Explanation 1. . . . . . . . . . .

Explanation 2. . . . . . . . . . .

Explanation 3. . . . . . . . . . .

Explanation 4. . . . . . . . . . .

V. Section 66E – Declared Services

The following shall constitute declared service, namely:—

(a) Renting of immovable property

(b) Construction of a complex, building, civil structure or a part thereof, including a complex or building intended for sale to a buyer, wholly or partly, except where the entire consideration is received after issuance of completion-certificate by the competent authority.

Explanation.—For the purpose of this clause,

(I) The expression “competent authority” means the Government or any authority authorized to issue completion certificate under any law for the time being in force and in case of non- requirement of such certificate from such authority, from any of the following, namely :—

(A) Architect registered with the Council of Architecture constituted under the Architects Act, 1972 (20 of 1972); or

(B) Chartered engineer registered with the Institution of Engineers (India); or

(C) Licensed surveyor of the respective local body of the city or town or village or development or planning authority;

(II) The expression “construction” includes addition, alterations, replacements or remodelling of any existing civil structure.

VI. Mega Exemption – Notification No. 25/2012-S.T., dated 20-6-2012

Clause 14(b) Services by way of construction, erection, commissioning or installation of original works pertaining to a single residential unit otherwise than as a part of a residential complex. Clause 2(zc) More than one residential unit, in a complex.

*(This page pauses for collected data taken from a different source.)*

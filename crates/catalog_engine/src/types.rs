use std::fmt;

use catalog_core::{Product, RequestId};
use serde::Deserialize;
use thiserror::Error;

/// Body of a product listing response.
#[derive(Debug, Clone, PartialEq, Deserialize)]
pub struct ProductPage {
    pub products: Vec<Product>,
    #[serde(default)]
    pub total: Option<u64>,
    #[serde(default)]
    pub skip: Option<u64>,
    #[serde(default)]
    pub limit: Option<u64>,
}

#[derive(Debug, Clone, PartialEq)]
pub enum EngineEvent {
    FetchCompleted {
        request_id: RequestId,
        result: Result<ProductPage, FetchError>,
    },
}

/// A failed fetch. `message` is the HTTP client's own wording and is what the
/// UI displays.
#[derive(Debug, Clone, PartialEq, Eq, Error)]
#[error("{message}")]
pub struct FetchError {
    pub kind: FailureKind,
    pub message: String,
}

impl FetchError {
    pub(crate) fn new(kind: FailureKind, message: impl Into<String>) -> Self {
        Self {
            kind,
            message: message.into(),
        }
    }
}

#[derive(Debug, Clone, PartialEq, Eq)]
pub enum FailureKind {
    InvalidUrl,
    HttpStatus(u16),
    Timeout,
    TooLarge { max_bytes: u64, actual: Option<u64> },
    Decode,
    Network,
}

impl fmt::Display for FailureKind {
    fn fmt(&self, f: &mut fmt::Formatter<'_>) -> fmt::Result {
        match self {
            FailureKind::InvalidUrl => write!(f, "invalid url"),
            FailureKind::HttpStatus(code) => write!(f, "http status {code}"),
            FailureKind::Timeout => write!(f, "timeout"),
            FailureKind::TooLarge { max_bytes, actual } => {
                write!(f, "response too large (max {max_bytes}, actual {actual:?})")
            }
            FailureKind::Decode => write!(f, "malformed response body"),
            FailureKind::Network => write!(f, "network error"),
        }
    }
}

#[derive(Debug, Error)]
pub enum EngineError {
    #[error("failed to start fetch runtime: {0}")]
    Runtime(#[from] std::io::Error),
    #[error("failed to build http client: {0}")]
    Client(#[from] FetchError),
}
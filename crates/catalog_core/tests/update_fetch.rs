use std::sync::Once;

use catalog_core::{
    update, AppState, Category, Effect, FetchResult, FetchStatus, Msg, Product, RequestId,
};

fn init_logging() {
    static INIT: Once = Once::new();
    INIT.call_once(catalog_logging::initialize_for_tests);
}

fn product(id: u64, title: &str, description: &str) -> Product {
    Product {
        id,
        title: title.to_string(),
        description: description.to_string(),
        thumbnail: format!("https://cdn.example.com/{id}.png"),
        price: 9.99,
        rating: 4.5,
        stock: 12,
        category: "laptops".to_string(),
    }
}

fn products(count: u64) -> Vec<Product> {
    (1..=count)
        .map(|id| product(id, &format!("Item {id}"), "Plain description"))
        .collect()
}

fn request_id(effects: &[Effect]) -> RequestId {
    effects
        .iter()
        .find_map(|effect| match effect {
            Effect::FetchProducts { request_id, .. } => Some(*request_id),
            _ => None,
        })
        .expect("fetch effect")
}

fn mounted(page_size: u32) -> (AppState, RequestId) {
    let state = AppState::new().with_page_size(page_size);
    let (state, effects) = update(state, Msg::LocationLoaded(String::new()));
    let id = request_id(&effects);
    (state, id)
}

#[test]
fn issuing_a_fetch_moves_to_pending() {
    init_logging();
    let (state, _) = mounted(10);
    assert_eq!(state.fetch_result(), &FetchResult::Pending);
    assert_eq!(state.view().status, FetchStatus::Loading);
}

#[test]
fn short_page_disables_next() {
    init_logging();
    let (state, id) = mounted(20);
    let (state, _) = update(
        state,
        Msg::ProductsFetched {
            request_id: id,
            products: products(5),
        },
    );

    let view = state.view();
    assert_eq!(view.status, FetchStatus::Loaded);
    assert_eq!(view.products.len(), 5);
    assert!(!view.has_next);
    assert!(!view.has_prev);

    let (_state, effects) = update(state, Msg::NextPage);
    assert!(effects.is_empty());
}

#[test]
fn full_page_enables_next() {
    init_logging();
    let (state, id) = mounted(5);
    let (state, _) = update(
        state,
        Msg::ProductsFetched {
            request_id: id,
            products: products(5),
        },
    );
    assert!(state.view().has_next);

    let (state, effects) = update(state, Msg::NextPage);
    assert_eq!(state.view_state().current_page, 2);
    match &effects[..] {
        [Effect::FetchProducts { query, .. }] => assert_eq!(query.offset(), 5),
        other => panic!("unexpected effects {other:?}"),
    }
}

#[test]
fn failure_message_is_kept_verbatim() {
    init_logging();
    let (state, id) = mounted(10);
    let (state, _) = update(
        state,
        Msg::FetchFailed {
            request_id: id,
            message: "Network Error".to_string(),
        },
    );

    assert_eq!(
        state.fetch_result(),
        &FetchResult::Failure("Network Error".to_string())
    );
    let view = state.view();
    assert_eq!(view.status, FetchStatus::Failed("Network Error".to_string()));
    assert!(view.products.is_empty());
}

#[test]
fn new_fetch_clears_previous_products() {
    init_logging();
    let (state, id) = mounted(10);
    let (state, _) = update(
        state,
        Msg::ProductsFetched {
            request_id: id,
            products: products(3),
        },
    );
    assert_eq!(state.view().products.len(), 3);

    let (state, _) = update(state, Msg::CategorySelected(Category::parse("tablets")));
    assert!(state.view().products.is_empty());
    assert_eq!(state.view().status, FetchStatus::Loading);
}

#[test]
fn stale_response_is_discarded() {
    init_logging();
    let (state, first) = mounted(10);
    let (mut state, effects) = update(state, Msg::CategorySelected(Category::parse("laptops")));
    let second = request_id(&effects);
    assert!(second > first);
    assert!(state.consume_dirty());

    let (mut state, _) = update(
        state,
        Msg::ProductsFetched {
            request_id: first,
            products: products(2),
        },
    );
    assert_eq!(state.fetch_result(), &FetchResult::Pending);
    assert!(!state.consume_dirty());

    let (state, _) = update(
        state,
        Msg::ProductsFetched {
            request_id: second,
            products: products(4),
        },
    );
    assert_eq!(state.fetch_result().products().len(), 4);

    // A late failure of the superseded request must not replace the result.
    let (state, _) = update(
        state,
        Msg::FetchFailed {
            request_id: first,
            message: "timeout".to_string(),
        },
    );
    assert_eq!(state.fetch_result().products().len(), 4);
}

#[test]
fn duplicate_completion_is_ignored() {
    init_logging();
    let (state, id) = mounted(10);
    let (state, _) = update(
        state,
        Msg::ProductsFetched {
            request_id: id,
            products: products(2),
        },
    );
    let (state, _) = update(
        state,
        Msg::FetchFailed {
            request_id: id,
            message: "late".to_string(),
        },
    );
    assert_eq!(state.fetch_result().products().len(), 2);
}

#[test]
fn search_filters_held_products_and_suggests_titles() {
    init_logging();
    let (state, id) = mounted(10);
    let (state, _) = update(
        state,
        Msg::ProductsFetched {
            request_id: id,
            products: vec![
                product(1, "MacBook Pro", "Apple laptop"),
                product(2, "Surface Laptop", "Thin and PROfessional"),
                product(3, "ThinkPad", "Business laptop"),
            ],
        },
    );

    let (state, effects) = update(state, Msg::SearchChanged("PRO".to_string()));
    assert!(matches!(&effects[..], [Effect::WriteQuery { .. }]));

    let view = state.view();
    let ids: Vec<_> = view.products.iter().map(|card| card.id).collect();
    assert_eq!(ids, vec![1, 2]);
    assert_eq!(view.suggestions, vec!["MacBook Pro".to_string()]);
    assert_eq!(view.search_term, "PRO");
}

#[test]
fn card_excerpt_is_truncated_with_ellipsis() {
    init_logging();
    let (state, id) = mounted(10);
    let long = "x".repeat(150);
    let (state, _) = update(
        state,
        Msg::ProductsFetched {
            request_id: id,
            products: vec![product(1, "Long", &long)],
        },
    );

    let card = &state.view().products[0];
    assert_eq!(card.excerpt.len(), 103);
    assert!(card.excerpt.ends_with("..."));
}

#[test]
fn search_from_location_filters_the_first_page() {
    init_logging();
    let state = AppState::new();
    let (state, effects) = update(
        state,
        Msg::LocationLoaded("?category=laptops&search=pro".to_string()),
    );
    let id = request_id(&effects);
    assert_eq!(id, 1);
    assert_eq!(state.view_state().category, Category::parse("laptops"));

    let (state, effects) = update(
        state,
        Msg::ProductsFetched {
            request_id: id,
            products: vec![
                product(1, "MacBook Pro", "Apple laptop"),
                product(2, "ThinkPad", "Business laptop"),
            ],
        },
    );
    assert!(effects.is_empty());

    let ids: Vec<u64> = state.view().products.iter().map(|card| card.id).collect();
    assert_eq!(ids, vec![1]);
    assert_eq!(state.view().suggestions, vec!["MacBook Pro".to_string()]);
}
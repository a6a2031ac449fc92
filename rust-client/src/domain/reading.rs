use std::fmt;

use rust_decimal::Decimal;
use time::{Date, OffsetDateTime};

/// Number of decimal places a reading value is stored with.
pub const VALUE_SCALE: u32 = 2;

/// Register identifier used when a flow file does not supply one.
pub const DEFAULT_REGISTER_ID: &str = "00000";

/// Which register of a meter a reading was taken from.
#[derive(Debug, Clone, Copy, PartialEq, Eq, Hash, Default)]
#[cfg_attr(feature = "serde", derive(serde::Serialize))]
pub enum RegisterType {
    #[default]
    #[cfg_attr(feature = "serde", serde(rename = "S"))]
    Standard,
    /// Economy 7 day rate.
    #[cfg_attr(feature = "serde", serde(rename = "E"))]
    Day,
    /// Economy 7 night rate.
    #[cfg_attr(feature = "serde", serde(rename = "N"))]
    Night,
}

impl RegisterType {
    pub fn code(self) -> &'static str {
        match self {
            Self::Standard => "S",
            Self::Day => "E",
            Self::Night => "N",
        }
    }

    pub fn from_code(code: &str) -> Option<Self> {
        match code {
            "S" => Some(Self::Standard),
            "E" => Some(Self::Day),
            "N" => Some(Self::Night),
            _ => None,
        }
    }
}

impl fmt::Display for RegisterType {
    fn fmt(&self, f: &mut fmt::Formatter<'_>) -> fmt::Result {
        f.write_str(self.code())
    }
}

/// Round a value to the stored precision (half-to-even) and pin its scale,
/// so `5` and `5.00` persist as the same text.
pub fn canonical_value(value: Decimal) -> Decimal {
    let mut v = value.round_dp(VALUE_SCALE);
    v.rescale(VALUE_SCALE);
    v
}

/// A cumulative register reading.
///
/// `(meter_id, reading_date, register_type, register_id)` is unique; a later
/// import of the same key overwrites `value` and `flow_file_id` in place.
#[derive(Debug, Clone, PartialEq, Eq)]
#[cfg_attr(feature = "serde", derive(serde::Serialize))]
pub struct Reading {
    pub id: i64,
    pub meter_id: i64,
    pub reading_date: Date,
    pub register_type: RegisterType,
    pub register_id: String,
    pub value: Decimal,
    pub flow_file_id: i64,
    pub created_at: OffsetDateTime,
}

/// A reading joined with the identifiers a person searches by.
#[derive(Debug, Clone, PartialEq, Eq)]
#[cfg_attr(feature = "serde", derive(serde::Serialize))]
pub struct ReadingView {
    pub reading: Reading,
    pub serial_number: String,
    pub mpan: String,
    pub filename: String,
}
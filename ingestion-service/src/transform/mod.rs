use std::str::FromStr;

use readings_client::domain::{canonical_value, RegisterType, DEFAULT_REGISTER_ID};
use rust_decimal::Decimal;
use time::{macros::format_description, Date};

use crate::pipeline::LineError;

// Positions within a `030` record.
pub const MPAN_FIELD: usize = 2;
pub const SERIAL_NUMBER_FIELD: usize = 4;
pub const READING_DATE_FIELD: usize = 5;
pub const REGISTER_TYPE_FIELD: usize = 6;
pub const REGISTER_ID_FIELD: usize = 8;
pub const VALUE_FIELD: usize = 9;

/// Stored values carry 10 significant digits, 2 of them decimals.
const VALUE_LIMIT: i64 = 100_000_000;

/// The fields of a reading record that matter, with defaults applied for
/// anything missing.
///
/// Absent and blank optional fields are treated alike: register type falls
/// back to `S`, register id to `00000`. Absent required fields come through
/// as empty strings and are rejected by [`validate_reading`].
#[derive(Debug, Clone, Copy, PartialEq, Eq)]
pub struct RawReadingFields<'a> {
    pub mpan: &'a str,
    pub serial_number: &'a str,
    pub reading_date: &'a str,
    pub register_type: &'a str,
    pub register_id: &'a str,
    pub value: &'a str,
}

impl<'a> RawReadingFields<'a> {
    pub fn from_fields(fields: &[&'a str]) -> Self {
        let at = |idx: usize| fields.get(idx).copied().unwrap_or("");

        Self {
            mpan: at(MPAN_FIELD),
            serial_number: at(SERIAL_NUMBER_FIELD),
            reading_date: at(READING_DATE_FIELD),
            register_type: non_blank(at(REGISTER_TYPE_FIELD), RegisterType::Standard.code()),
            register_id: non_blank(at(REGISTER_ID_FIELD), DEFAULT_REGISTER_ID),
            value: at(VALUE_FIELD),
        }
    }
}

fn non_blank<'a>(field: &'a str, default: &'a str) -> &'a str {
    if field.is_empty() {
        default
    } else {
        field
    }
}

/// A reading record that passed validation and is ready to be reconciled.
#[derive(Debug, Clone, PartialEq, Eq)]
pub struct ValidatedReading {
    pub mpan: String,
    pub serial_number: String,
    pub reading_date: Date,
    pub register_type: RegisterType,
    pub register_id: String,
    /// Rounded to two decimal places.
    pub value: Decimal,
}

/// Pure validation of a reading record.
///
/// Rules, checked in order, first failure wins:
/// - MPAN, serial number, date and value must be present.
/// - The date must be `YYYYMMDD` and a real calendar date.
/// - The value must be a decimal number that fits the stored precision.
/// - The register type must be `S`, `E` or `N`.
pub fn validate_reading(raw: &RawReadingFields<'_>) -> Result<ValidatedReading, LineError> {
    let missing: Vec<&'static str> = [
        ("mpan", raw.mpan),
        ("serial_number", raw.serial_number),
        ("reading_date", raw.reading_date),
        ("value", raw.value),
    ]
    .into_iter()
    .filter(|(_, v)| v.is_empty())
    .map(|(name, _)| name)
    .collect();
    if !missing.is_empty() {
        return Err(LineError::MissingRequiredField(missing));
    }

    let reading_date = parse_reading_date(raw.reading_date)?;
    let value = parse_value(raw.value)?;
    let register_type = RegisterType::from_code(raw.register_type)
        .ok_or_else(|| LineError::InvalidRegisterType(raw.register_type.to_string()))?;

    Ok(ValidatedReading {
        mpan: raw.mpan.to_string(),
        serial_number: raw.serial_number.to_string(),
        reading_date,
        register_type,
        register_id: raw.register_id.to_string(),
        value,
    })
}

/// Extract and validate a reading from the fields of a `030` record.
pub fn extract_reading(fields: &[&str]) -> Result<ValidatedReading, LineError> {
    validate_reading(&RawReadingFields::from_fields(fields))
}

fn parse_reading_date(s: &str) -> Result<Date, LineError> {
    if s.len() != 8 || !s.bytes().all(|b| b.is_ascii_digit()) {
        return Err(LineError::InvalidDate(s.to_string()));
    }

    Date::parse(s, format_description!("[year][month][day]")).map_err(|_| LineError::InvalidDate(s.to_string()))
}

/// Surrounding whitespace is tolerated. A well-formed number too large for
/// `Decimal` is out of range rather than invalid.
fn parse_value(s: &str) -> Result<Decimal, LineError> {
    let trimmed = s.trim();
    let parsed = Decimal::from_str(trimmed).map_err(|_| {
        if is_plain_number(trimmed) {
            LineError::ValueOutOfRange(s.to_string())
        } else {
            LineError::InvalidValue(s.to_string())
        }
    })?;
    let value = canonical_value(parsed);

    if value.abs() >= Decimal::from(VALUE_LIMIT) {
        return Err(LineError::ValueOutOfRange(s.to_string()));
    }

    Ok(value)
}

/// Optional sign, digits, optional fractional part.
fn is_plain_number(s: &str) -> bool {
    let unsigned = s.strip_prefix(['+', '-']).unwrap_or(s);
    let (int, frac) = unsigned.split_once('.').unwrap_or((unsigned, ""));
    !(int.is_empty() && frac.is_empty())
        && int.bytes().all(|b| b.is_ascii_digit())
        && frac.bytes().all(|b| b.is_ascii_digit())
}
use tracing_subscriber::EnvFilter;

/// Install the fmt subscriber, writing to stderr. A non-empty `RUST_LOG`
/// replaces the default `d0010_ingest` directive entirely.
pub fn init_tracing(verbose: bool) {
    let rust_log = std::env::var(EnvFilter::DEFAULT_ENV).ok();

    tracing_subscriber::fmt()
        .with_env_filter(env_filter(rust_log.as_deref(), verbose))
        .with_target(false)
        .with_writer(std::io::stderr)
        .init();
}

fn env_filter(rust_log: Option<&str>, verbose: bool) -> EnvFilter {
    let level = if verbose { "debug" } else { "info" };
    rust_log
        .filter(|s| !s.trim().is_empty())
        .and_then(|s| EnvFilter::try_new(s).ok())
        .unwrap_or_else(|| EnvFilter::new(format!("d0010_ingest={level}")))
}
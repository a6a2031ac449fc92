use futures::stream;

use crate::pipeline::{Envelope, EnvelopeStream, Source};

/// Flow file content that is already in memory.
#[derive(Debug, Clone, Default)]
pub struct LinesSource {
    lines: Vec<String>,
}

impl LinesSource {
    pub fn new<I, S>(lines: I) -> Self
    where
        I: IntoIterator<Item = S>,
        S: Into<String>,
    {
        Self {
            lines: lines.into_iter().map(Into::into).collect(),
        }
    }

    pub fn from_text(text: &str) -> Self {
        Self::new(text.lines())
    }
}

#[async_trait::async_trait]
impl Source<String> for LinesSource {
    async fn stream(&self) -> EnvelopeStream<String> {
        let items: Vec<_> = self
            .lines
            .iter()
            .enumerate()
            .map(|(i, line)| {
                Ok(Envelope {
                    payload: line.clone(),
                    line_number: i + 1,
                })
            })
            .collect();

        Box::pin(stream::iter(items))
    }
}
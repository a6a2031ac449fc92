use sqlx::SqliteConnection;
use time::OffsetDateTime;

/// Record one import run. Flow file rows are never updated afterwards.
pub async fn create_flow_file(
    conn: &mut SqliteConnection,
    filename: &str,
    imported_at: OffsetDateTime,
) -> Result<i64, sqlx::Error> {
    let (id,): (i64,) = sqlx::query_as("INSERT INTO flow_files (filename, imported_at) VALUES (?1, ?2) RETURNING id")
        .bind(filename)
        .bind(imported_at)
        .fetch_one(&mut *conn)
        .await?;

    Ok(id)
}
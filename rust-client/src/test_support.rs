use sqlx::sqlite::{SqliteConnectOptions, SqlitePoolOptions};
use sqlx::SqlitePool;
use tempfile::TempDir;
use time::{Date, OffsetDateTime};

use crate::db::create_schema;

pub(crate) async fn test_pool() -> (TempDir, SqlitePool) {
    let dir = tempfile::tempdir().unwrap();
    let opts = SqliteConnectOptions::new()
        .filename(dir.path().join("readings.db"))
        .create_if_missing(true);
    let pool = SqlitePoolOptions::new()
        .max_connections(1)
        .connect_with(opts)
        .await
        .unwrap();
    create_schema(&pool).await.unwrap();
    (dir, pool)
}

/// Insert a standard-register reading (and its point, meter and flow file) directly.
pub(crate) async fn seed_reading(pool: &SqlitePool, mpan: &str, serial: &str, day: Date, value: &str) -> i64 {
    let now = OffsetDateTime::now_utc();

    sqlx::query("INSERT OR IGNORE INTO meter_points (mpan, created_at, updated_at) VALUES (?1, ?2, ?2)")
        .bind(mpan)
        .bind(now)
        .execute(pool)
        .await
        .unwrap();
    sqlx::query(
        r#"
        INSERT OR IGNORE INTO meters (serial_number, meter_point_id, created_at, updated_at)
        SELECT ?1, id, ?3, ?3 FROM meter_points WHERE mpan = ?2
        "#,
    )
    .bind(serial)
    .bind(mpan)
    .bind(now)
    .execute(pool)
    .await
    .unwrap();
    let (flow_file_id,): (i64,) =
        sqlx::query_as("INSERT INTO flow_files (filename, imported_at) VALUES ('seed.txt', ?1) RETURNING id")
            .bind(now)
            .fetch_one(pool)
            .await
            .unwrap();
    let (id,): (i64,) = sqlx::query_as(
        r#"
        INSERT INTO readings (meter_id, reading_date, register_type, register_id, value, flow_file_id, created_at)
        SELECT id, ?2, 'S', '00000', ?3, ?4, ?5 FROM meters WHERE serial_number = ?1
        RETURNING id
        "#,
    )
    .bind(serial)
    .bind(day)
    .bind(value)
    .bind(flow_file_id)
    .bind(now)
    .fetch_one(pool)
    .await
    .unwrap();
    id
}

6. Having considered the rival contentions and the admitted facts that the appellant have constructed individual units or row houses we find that it is evident from the aforementioned provisions both for the period prior to 1 July, 2012 and subsequent to that date, that construction of residential complex having not more than 12 residential units per building or block prior to 1 July, 2012 and two or more units after 1 July, 2012 is not sought to be taxed under the provisions of the Finance Act/Service Tax provisions. For the levy, it should be registered complex comprising more than 12 units prior to 1 July, 2012 and more than one residential unit in a complex from 1 July, 2012. Admittedly in the present case, the appellant constructed individual residential houses, each block, being a residential unit which is an admitted fact. In any case, it appears that the legislature did not want to tax construction of individual residential units to the levy of service tax. We find that the learned Commissioner have erred in considering the approved plan for construction of more than 12 individual units on a large plot of land as a residential complex which we find is wrong and misconceived. Accordingly, we find that the show cause notice is not maintainable. Accordingly, we allow this appeal and set aside the impugned order. The appellant shall be entitled for consequential benefits in accordance with law.